As the long-delayed Chilcot report is published, two writers reassess the legacy of the former Labour prime minister.

Peter Wilby: No, he legitimised Thatcherism

Even Tony Blair’s most steadfast supporters now acknowledge that he was guilty of errors in taking Britain to war in Iraq in 2003, particularly in failing to plan – or perhaps failing to insist that the United States should plan – for the aftermath of a successful invasion. But, they plead, this was a leader who delivered three consecutive election victories for his party, all by substantial margins, and seemed for a time to have turned Labour into Britain’s natural governing party. His governments introduced a national minimum wage, hugely increased spending on health and education, devolved power to Scotland and Wales, brought peace to Northern Ireland, lifted 700,000 children out of poverty, introduced civil partnerships for gay people, more than doubled the overseas
aid budget and put Freedom of Information on the statute book.

Does Blair not, therefore, deserve forgiveness for his mistakes over Iraq, mistakes that derived from a dedication to justice and freedom and an anxiety to take no risks with Britain’s security? Should he not be celebrated for his extraordinary achievements as Labour leader?

My answer is an emphatic “no”. Blair wasted Labour’s best chance in a generation to change the national mood and forge a new consensus. Far from making the 21st century an era of progress, as was supposedly his ambition, he created the conditions for another conservative, even a reactionary, century. He hollowed out the Labour Party, stripping it of purpose and self-belief. Not least through his behaviour after leaving ­office, he also hollowed out British politics, creating distrust and negativity. The political and social climate following the vote for Brexit – Labour facing electoral oblivion, the political stage dominated by shameless populists, racism and xenophobia once more becoming commonplace, the national mood sour and cynical – is his legacy.

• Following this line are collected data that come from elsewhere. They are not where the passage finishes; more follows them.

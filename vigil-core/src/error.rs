//! Error types for VIGIL operations

use crate::PipelineStage;
use thiserror::Error;

/// Time-series store errors.
#[derive(Debug, Clone, Error, PartialEq)]
pub enum StoreError {
    #[error("Query against {view} failed: {reason}")]
    QueryFailed { view: String, reason: String },

    #[error("Unknown sensor tag: {tag}")]
    UnknownTag { tag: String },

    #[error("Store unavailable: {reason}")]
    Unavailable { reason: String },

    #[error("Store lock poisoned")]
    LockPoisoned,
}

/// Natural-language translation errors.
///
/// Translation itself is total (unmatched input falls back to defaults);
/// these errors only cover rendering a query from an inconsistent
/// `TranslatedQuery`, which indicates a caller bug.
#[derive(Debug, Clone, Error, PartialEq)]
pub enum TranslateError {
    #[error("Empty question")]
    EmptyQuestion,

    #[error("Invalid time window: {amount} {unit}")]
    InvalidWindow { amount: i64, unit: String },
}

/// Hosted language-model errors.
#[derive(Debug, Clone, Error, PartialEq)]
pub enum LlmError {
    #[error("No completion provider configured")]
    ProviderNotConfigured,

    #[error("Request to {provider} failed with status {status}: {message}")]
    RequestFailed {
        provider: String,
        status: i32,
        message: String,
    },

    #[error("Rate limited by {provider}, retry after {retry_after_ms}ms")]
    RateLimited {
        provider: String,
        retry_after_ms: i64,
    },

    #[error("Invalid response from {provider}: {reason}")]
    InvalidResponse { provider: String, reason: String },

    #[error("Completion timed out after {elapsed_ms}ms")]
    TimedOut { elapsed_ms: i64 },
}

/// Response validation errors.
///
/// Note that a *failed check* is not an error: it is data inside
/// `ValidationResult`. These variants cover malformed inputs only.
#[derive(Debug, Clone, Error, PartialEq)]
pub enum ValidateError {
    #[error("Empty response text")]
    EmptyResponse,

    #[error("Fact context missing required field: {field}")]
    MissingContext { field: String },
}

/// Audit and reinforcement errors.
#[derive(Debug, Clone, Error, PartialEq)]
pub enum AuditError {
    #[error("Unknown agent: {agent}")]
    UnknownAgent { agent: String },

    #[error("Learning history for {agent} is locked by a concurrent audit")]
    HistoryContended { agent: String },
}

/// Pipeline orchestration errors.
#[derive(Debug, Clone, Error, PartialEq)]
pub enum PipelineError {
    #[error("Stage {stage:?} failed: {reason}")]
    StageFailed { stage: PipelineStage, reason: String },

    #[error("Pipeline aborted: {reason}")]
    Aborted { reason: String },
}

/// Configuration errors.
#[derive(Debug, Clone, Error, PartialEq)]
pub enum ConfigError {
    #[error("Missing required configuration field: {field}")]
    MissingRequired { field: String },

    #[error("Invalid value for {field}: {value} - {reason}")]
    InvalidValue {
        field: String,
        value: String,
        reason: String,
    },
}

/// Master error type for all VIGIL errors.
#[derive(Debug, Clone, Error)]
pub enum VigilError {
    #[error("Store error: {0}")]
    Store(#[from] StoreError),

    #[error("Translation error: {0}")]
    Translate(#[from] TranslateError),

    #[error("LLM error: {0}")]
    Llm(#[from] LlmError),

    #[error("Validation error: {0}")]
    Validate(#[from] ValidateError),

    #[error("Audit error: {0}")]
    Audit(#[from] AuditError),

    #[error("Pipeline error: {0}")]
    Pipeline(#[from] PipelineError),

    #[error("Config error: {0}")]
    Config(#[from] ConfigError),
}

/// Result type alias for VIGIL operations.
pub type VigilResult<T> = Result<T, VigilError>;

// =============================================================================
// TESTS
// =============================================================================

#[cfg(test)]
mod tests {
    use super::*;

    #[test]
    fn test_store_error_display_query_failed() {
        let err = StoreError::QueryFailed {
            view: "agg_1m".to_string(),
            reason: "connection reset".to_string(),
        };
        let msg = format!("{}", err);
        assert!(msg.contains("agg_1m"));
        assert!(msg.contains("connection reset"));
    }

    #[test]
    fn test_llm_error_display_rate_limited() {
        let err = LlmError::RateLimited {
            provider: "openai".to_string(),
            retry_after_ms: 1500,
        };
        let msg = format!("{}", err);
        assert!(msg.contains("Rate limited"));
        assert!(msg.contains("openai"));
        assert!(msg.contains("1500"));
    }

    #[test]
    fn test_pipeline_error_display_stage_failed() {
        let err = PipelineError::StageFailed {
            stage: PipelineStage::Research,
            reason: "snapshot query failed".to_string(),
        };
        let msg = format!("{}", err);
        assert!(msg.contains("Research"));
        assert!(msg.contains("snapshot query failed"));
    }

    #[test]
    fn test_config_error_display_invalid_value() {
        let err = ConfigError::InvalidValue {
            field: "audit.weights".to_string(),
            value: "1.2".to_string(),
            reason: "weights must sum to 1.0".to_string(),
        };
        let msg = format!("{}", err);
        assert!(msg.contains("audit.weights"));
        assert!(msg.contains("sum to 1.0"));
    }

    #[test]
    fn test_vigil_error_from_variants() {
        let store = VigilError::from(StoreError::LockPoisoned);
        assert!(matches!(store, VigilError::Store(_)));

        let llm = VigilError::from(LlmError::ProviderNotConfigured);
        assert!(matches!(llm, VigilError::Llm(_)));

        let translate = VigilError::from(TranslateError::EmptyQuestion);
        assert!(matches!(translate, VigilError::Translate(_)));

        let validate = VigilError::from(ValidateError::EmptyResponse);
        assert!(matches!(validate, VigilError::Validate(_)));

        let audit = VigilError::from(AuditError::UnknownAgent {
            agent: "ResearchAgent".to_string(),
        });
        assert!(matches!(audit, VigilError::Audit(_)));

        let config = VigilError::from(ConfigError::MissingRequired {
            field: "llm.max_tokens".to_string(),
        });
        assert!(matches!(config, VigilError::Config(_)));
    }
}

That Labour needed to change in order to win office is beyond dispute. The tribal loyalty of working-class voters and the backing of organised labour’s big battalions were no longer enough. Social and economic change had turned the working classes into a minority and undermined the unions’ old power base in manufacturing industry. “Mass politics is becoming middle-class politics,” Blair’s polling guru Philip Gould observed. Labour could always count on the support of what Michael Frayn once called “the Herbivores” among the middle classes: the schoolteachers, university lecturers, artists, musicians, writers, lawyers, librarians, BBC employees and so on. But it now needed the aspirant young residents of Barratt homes, the private-sector middle managers and technicians who read the Daily Mail and the Sunday Times, as well as “White Van Man”: the self-employed, self-reliant plumbers, small builders and electricians who were slowly detaching themselves from their working-class origins. These groups’ approach to politics was more instrumental. If they were to vote Labour, they wanted to know what was in it for them.

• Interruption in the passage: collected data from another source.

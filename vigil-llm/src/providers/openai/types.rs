//! OpenAI API request and response types

use serde::{Deserialize, Serialize};

// ============================================================================
// CHAT COMPLETION TYPES
// ============================================================================

#[derive(Debug, Clone, Serialize)]
pub struct ChatRequest {
    pub model: String,
    pub messages: Vec<Message>,
    #[serde(skip_serializing_if = "Option::is_none")]
    pub max_tokens: Option<i32>,
    #[serde(skip_serializing_if = "Option::is_none")]
    pub temperature: Option<f64>,
}

#[derive(Debug, Clone, Serialize, Deserialize)]
pub struct Message {
    pub role: String,
    pub content: String,
}

#[derive(Debug, Clone, Deserialize)]
pub struct ChatResponse {
    pub choices: Vec<Choice>,
    pub usage: Option<Usage>,
}

#[derive(Debug, Clone, Deserialize)]
pub struct Choice {
    pub message: Message,
    pub finish_reason: Option<String>,
}

// ============================================================================
// SHARED TYPES
// ============================================================================

#[derive(Debug, Clone, Deserialize)]
pub struct Usage {
    pub prompt_tokens: i64,
    pub completion_tokens: Option<i64>,
    pub total_tokens: i64,
}

#[derive(Debug, Clone, Deserialize)]
pub struct ApiError {
    pub error: ErrorDetail,
}

#[derive(Debug, Clone, Deserialize)]
pub struct ErrorDetail {
    pub message: String,
    #[serde(default)]
    pub r#type: Option<String>,
    #[serde(default)]
    pub code: Option<String>,
}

New Labour’s answer was that it would give them better public services, creating standards of provision and consumer choice comparable to those in the private sector. By some accounting miracle, it would do so without raising income tax and without raising state spending to levels that might frighten the markets. Labour was not just a party for workers organised in big unions, or for those reliant on welfare. It was “on the side” of the upwardly mobile.

This clearly involved a difficult balancing act, though one no more difficult than Labour’s past need to offer socially liberal policies to the Herbivores – for instance, the legalisation of homosexuality, or laws against racial discrimination – without alienating its more traditionalist, working-class supporters. Politics is about reconciling competing interests and winning the “floating voter” without losing your core support.

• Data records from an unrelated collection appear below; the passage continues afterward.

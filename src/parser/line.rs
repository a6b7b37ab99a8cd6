//! Join folded physical lines back into content lines.
//!
//! RFC 5545 lines longer than 75 characters are folded by inserting a CRLF
//! followed by a single space. `LineReader` undoes that: every physical line
//! starting with a space (or tab) is appended, minus that first character, to
//! the content line before it.

use std::fmt;

#[derive(Debug, thiserror::Error, PartialEq, Eq)]
pub enum LineError {
    #[error("Line {0}: Continuation without a preceding line.")]
    OrphanContinuation(usize),
}

/// An unfolded content line.
#[derive(Debug, Clone, PartialEq, Eq)]
pub struct Line {
    pub inner: String,
    number: usize,
}

impl Line {
    #[inline]
    pub fn as_str(&self) -> &str {
        &self.inner
    }

    /// Number of the first physical line, starting at 1.
    #[inline]
    pub fn number(&self) -> usize {
        self.number
    }
}

impl fmt::Display for Line {
    fn fmt(&self, f: &mut fmt::Formatter) -> fmt::Result {
        write!(f, "{}", self.inner)
    }
}

pub struct LineReader<'a> {
    lines: std::iter::Peekable<std::iter::Enumerate<std::str::Split<'a, &'static str>>>,
}

impl<'a> LineReader<'a> {
    pub fn new(text: &'a str) -> Self {
        Self {
            lines: text.split("\r\n").enumerate().peekable(),
        }
    }
}

fn is_continuation(line: &str) -> bool {
    line.starts_with([' ', '\t'])
}

impl Iterator for LineReader<'_> {
    type Item = Result<Line, LineError>;

    fn next(&mut self) -> Option<Self::Item> {
        // a trailing CRLF leaves one empty piece behind
        let (index, first) = self.lines.find(|(_, line)| !line.is_empty())?;
        if is_continuation(first) {
            return Some(Err(LineError::OrphanContinuation(index + 1)));
        }

        let mut inner = first.to_owned();
        while let Some((_, next)) = self.lines.next_if(|(_, line)| is_continuation(line)) {
            inner.push_str(&next[1..]);
        }
        Some(Ok(Line {
            inner,
            number: index + 1,
        }))
    }
}

/// Unfold a whole document into its content lines.
pub fn unfold_lines(text: &str) -> Result<Vec<String>, LineError> {
    LineReader::new(text)
        .map(|line| line.map(|line| line.inner))
        .collect()
}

Here, Blair failed utterly. Indeed, he did not even seem to try. His governments did almost nothing to assist the industrial towns and cities of the north and Midlands that had been devastated under Margaret Thatcher. Rather, Blair made allies among the plutocrats in the City of London.

And so anxious was he to embrace globalisation and attract labour willing to work for “competitive rates” that, when eight east European states joined the EU in 2004, he agreed that their citizens could migrate freely to Britain without the “transitional controls” that were on offer. Ireland and Sweden were the only other EU countries to open their borders in this way. The catastrophic effects on Labour’s electoral prospects among the non-metropolitan working classes are now all too plain.

Instead of trying to achieve Labour ends in new ways, Blair offered a more inclusive Thatcherism. He did not strive to adapt Labour to changing times. Rather, he ruptured it from its past. Much of this was a matter of presentation and rhetoric rather than policy, causing maximum offence to long-standing Labour supporters. The “spin”, so much a feature of the Blair era, was always in a right-wing rather than left-wing direction. For example, the introduction of specialist schools was presented not as a means of strengthening the comprehensive system but as “the end of the bog-standard comprehensive”. Welfare reforms were packaged as “the end of the something-for-nothing days”. Ministers repeatedly promised new laws against crime and terrorism and new drives to lock people up. Projects such as Sure Start, on the other hand, received little fanfare. At times, Blair was frank: if the Labour Party was against him, he must be doing the right thing.

Labour policies on tax and redistribution were to be pursued, if at all, by stealth. In fact, Labour’s record on poverty and inequality under Blair was not at all bad. Just to stop them rising further was an achievement of sorts, given that the effect of globalisation was to increase inequalities – so that in America, hourly wages for the average worker had remained stagnant since the 1970s. But contrast New Labour’s record with that of the 1964-70 Labour government, which brought about a 29 per cent rise in real incomes for the poorest tenth of Britons, or even the much-reviled 1974-79 government, during which income inequality fell to its lowest level in history.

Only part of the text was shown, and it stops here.